Your task
Could you output every record below exactly as it appears?

Extracted data entries:
- Opening Delimiter -

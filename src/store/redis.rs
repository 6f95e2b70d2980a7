//! RESP client for a Redis-compatible backend.
//!
//! Speaks just enough of the protocol for GET and SET: commands go out as
//! arrays of bulk strings, replies come back as a simple string, an error,
//! or a bulk string (nil included).

use std::sync::Arc;
use std::time::Duration;

use anyhow::Context;
use bytes::BytesMut;
use tokio::io::{AsyncReadExt, AsyncWriteExt};
use tokio::net::TcpStream;
use tokio::sync::Mutex;
use tokio::time::timeout;

use crate::store::{Result, Store, StoreError};

const CONNECT_TIMEOUT: Duration = Duration::from_secs(5);

/// Default buffer size for reply reads
const BUFFER_SIZE: usize = 8192;

/// Store backend speaking RESP over a single TCP connection.
///
/// The connection is established once at startup and shared by every
/// request task; the mutex serializes command/reply round trips. There is
/// no reconnect logic - a broken connection surfaces as a store error.
#[derive(Clone)]
pub struct RedisStore {
    conn: Arc<Mutex<TcpStream>>,
}

#[derive(Debug, PartialEq, Eq)]
enum Reply {
    Simple(String),
    Error(String),
    Bulk(Option<String>),
}

impl RedisStore {
    /// Connects to the backend named by a `redis://host[:port]` URL.
    pub async fn connect(store_url: &str) -> anyhow::Result<Self> {
        let url = url::Url::parse(store_url).context("Invalid store URL")?;

        let host = url.host_str().context("Store URL missing host")?;
        let port = url.port().unwrap_or(6379);

        let addr = format!("{}:{}", host, port);
        let stream = timeout(CONNECT_TIMEOUT, TcpStream::connect(&addr))
            .await
            .context("Store connection timeout")?
            .context("Failed to connect to store")?;

        tracing::info!("Connected to store at {}", addr);

        Ok(Self {
            conn: Arc::new(Mutex::new(stream)),
        })
    }

    async fn request(&self, parts: &[&str]) -> Result<Reply> {
        let mut conn = self.conn.lock().await;

        let frame = encode_command(parts);
        conn.write_all(&frame).await?;
        conn.flush().await?;

        read_reply(&mut conn).await
    }
}

impl Store for RedisStore {
    async fn get(&self, key: &str) -> Result<Option<String>> {
        match self.request(&["GET", key]).await? {
            Reply::Bulk(value) => Ok(value),
            Reply::Error(message) => Err(StoreError::Rejected(message)),
            other => Err(StoreError::Protocol(format!(
                "unexpected reply to GET: {:?}",
                other
            ))),
        }
    }

    async fn set(&self, key: &str, value: &str) -> Result<()> {
        match self.request(&["SET", key, value]).await? {
            Reply::Simple(_) => Ok(()),
            Reply::Error(message) => Err(StoreError::Rejected(message)),
            other => Err(StoreError::Protocol(format!(
                "unexpected reply to SET: {:?}",
                other
            ))),
        }
    }
}

fn encode_command(parts: &[&str]) -> Vec<u8> {
    let mut frame = Vec::new();

    frame.extend_from_slice(format!("*{}\r\n", parts.len()).as_bytes());
    for part in parts {
        frame.extend_from_slice(format!("${}\r\n", part.len()).as_bytes());
        frame.extend_from_slice(part.as_bytes());
        frame.extend_from_slice(b"\r\n");
    }

    frame
}

async fn read_reply(stream: &mut TcpStream) -> Result<Reply> {
    let mut buffer = BytesMut::with_capacity(BUFFER_SIZE);

    loop {
        if let Some((reply, _consumed)) = parse_reply(&buffer)? {
            return Ok(reply);
        }

        let n = stream.read_buf(&mut buffer).await?;
        if n == 0 {
            return Err(StoreError::Protocol(
                "connection closed mid-reply".to_string(),
            ));
        }
    }
}

/// Parses one reply from the front of `buf`.
///
/// Returns `None` while the buffer holds only a prefix of the reply.
fn parse_reply(buf: &[u8]) -> Result<Option<(Reply, usize)>> {
    let Some(line_end) = find_line_end(buf) else {
        return Ok(None);
    };

    if line_end == 0 {
        return Err(StoreError::Protocol("empty reply line".to_string()));
    }

    let line = std::str::from_utf8(&buf[1..line_end])
        .map_err(|_| StoreError::Protocol("reply is not valid UTF-8".to_string()))?;

    match buf[0] {
        b'+' => Ok(Some((Reply::Simple(line.to_string()), line_end + 2))),

        b'-' => Ok(Some((Reply::Error(line.to_string()), line_end + 2))),

        b'$' => {
            let len: i64 = line
                .parse()
                .map_err(|_| StoreError::Protocol(format!("bad bulk length {line:?}")))?;

            // $-1 is the nil reply
            if len < 0 {
                return Ok(Some((Reply::Bulk(None), line_end + 2)));
            }

            let len = len as usize;
            let data_start = line_end + 2;
            if buf.len() < data_start + len + 2 {
                return Ok(None);
            }

            let data = std::str::from_utf8(&buf[data_start..data_start + len])
                .map_err(|_| StoreError::Protocol("bulk reply is not valid UTF-8".to_string()))?;

            Ok(Some((Reply::Bulk(Some(data.to_string())), data_start + len + 2)))
        }

        other => Err(StoreError::Protocol(format!(
            "unknown reply prefix {:?}",
            other as char
        ))),
    }
}

fn find_line_end(buf: &[u8]) -> Option<usize> {
    buf.windows(2).position(|w| w == b"\r\n")
}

- Closing Delimiter -

Written reply
filename src/store/redis.rs
repository 6f95e2b70d2980a7
//! RESP client for a Redis-compatible backend.
//!
//! Speaks just enough of the protocol for GET and SET: commands go out as
//! arrays of bulk strings, replies come back as a simple string, an error,
//! or a bulk string (nil included).

use std::sync::Arc;
use std::time::Duration;

use anyhow::Context;
use bytes::BytesMut;
use tokio::io::{AsyncReadExt, AsyncWriteExt};
use tokio::net::TcpStream;
use tokio::sync::Mutex;
use tokio::time::timeout;

use crate::store::{Result, Store, StoreError};

const CONNECT_TIMEOUT: Duration = Duration::from_secs(5);

/// Default buffer size for reply reads
const BUFFER_SIZE: usize = 8192;

/// Store backend speaking RESP over a single TCP connection.
///
/// The connection is established once at startup and shared by every
/// request task; the mutex serializes command/reply round trips. There is
/// no reconnect logic - a broken connection surfaces as a store error.
#[derive(Clone)]
pub struct RedisStore {
    conn: Arc<Mutex<TcpStream>>,
}

#[derive(Debug, PartialEq, Eq)]
enum Reply {
    Simple(String),
    Error(String),
    Bulk(Option<String>),
}

impl RedisStore {
    /// Connects to the backend named by a `redis://host[:port]` URL.
    pub async fn connect(store_url: &str) -> anyhow::Result<Self> {
        let url = url::Url::parse(store_url).context("Invalid store URL")?;

        let host = url.host_str().context("Store URL missing host")?;
        let port = url.port().unwrap_or(6379);

        let addr = format!("{}:{}", host, port);
        let stream = timeout(CONNECT_TIMEOUT, TcpStream::connect(&addr))
            .await
            .context("Store connection timeout")?
            .context("Failed to connect to store")?;

        tracing::info!("Connected to store at {}", addr);

        Ok(Self {
            conn: Arc::new(Mutex::new(stream)),
        })
    }

    async fn request(&self, parts: &[&str]) -> Result<Reply> {
        let mut conn = self.conn.lock().await;

        let frame = encode_command(parts);
        conn.write_all(&frame).await?;
        conn.flush().await?;

        read_reply(&mut conn).await
    }
}

impl Store for RedisStore {
    async fn get(&self, key: &str) -> Result<Option<String>> {
        match self.request(&["GET", key]).await? {
            Reply::Bulk(value) => Ok(value),
            Reply::Error(message) => Err(StoreError::Rejected(message)),
            other => Err(StoreError::Protocol(format!(
                "unexpected reply to GET: {:?}",
                other
            ))),
        }
    }

    async fn set(&self, key: &str, value: &str) -> Result<()> {
        match self.request(&["SET", key, value]).await? {
            Reply::Simple(_) => Ok(()),
            Reply::Error(message) => Err(StoreError::Rejected(message)),
            other => Err(StoreError::Protocol(format!(
                "unexpected reply to SET: {:?}",
                other
            ))),
        }
    }
}

fn encode_command(parts: &[&str]) -> Vec<u8> {
    let mut frame = Vec::new();

    frame.extend_from_slice(format!("*{}\r\n", parts.len()).as_bytes());
    for part in parts {
        frame.extend_from_slice(format!("${}\r\n", part.len()).as_bytes());
        frame.extend_from_slice(part.as_bytes());
        frame.extend_from_slice(b"\r\n");
    }

    frame
}

async fn read_reply(stream: &mut TcpStream) -> Result<Reply> {
    let mut buffer = BytesMut::with_capacity(BUFFER_SIZE);

    loop {
        if let Some((reply, _consumed)) = parse_reply(&buffer)? {
            return Ok(reply);
        }

        let n = stream.read_buf(&mut buffer).await?;
        if n == 0 {
            return Err(StoreError::Protocol(
                "connection closed mid-reply".to_string(),
            ));
        }
    }
}

/// Parses one reply from the front of `buf`.
///
/// Returns `None` while the buffer holds only a prefix of the reply.
fn parse_reply(buf: &[u8]) -> Result<Option<(Reply, usize)>> {
    let Some(line_end) = find_line_end(buf) else {
        return Ok(None);
    };

    if line_end == 0 {
        return Err(StoreError::Protocol("empty reply line".to_string()));
    }

    let line = std::str::from_utf8(&buf[1..line_end])
        .map_err(|_| StoreError::Protocol("reply is not valid UTF-8".to_string()))?;

    match buf[0] {
        b'+' => Ok(Some((Reply::Simple(line.to_string()), line_end + 2))),

        b'-' => Ok(Some((Reply::Error(line.to_string()), line_end + 2))),

        b'$' => {
            let len: i64 = line
                .parse()
                .map_err(|_| StoreError::Protocol(format!("bad bulk length {line:?}")))?;

            // $-1 is the nil reply
            if len < 0 {
                return Ok(Some((Reply::Bulk(None), line_end + 2)));
            }

            let len = len as usize;
            let data_start = line_end + 2;
            if buf.len() < data_start + len + 2 {
                return Ok(None);
            }

            let data = std::str::from_utf8(&buf[data_start..data_start + len])
                .map_err(|_| StoreError::Protocol("bulk reply is not valid UTF-8".to_string()))?;

            Ok(Some((Reply::Bulk(Some(data.to_string())), data_start + len + 2)))
        }

        other => Err(StoreError::Protocol(format!(
            "unknown reply prefix {:?}",
            other as char
        ))),
    }
}

fn find_line_end(buf: &[u8]) -> Option<usize> {
    buf.windows(2).position(|w| w == b"\r\n")
}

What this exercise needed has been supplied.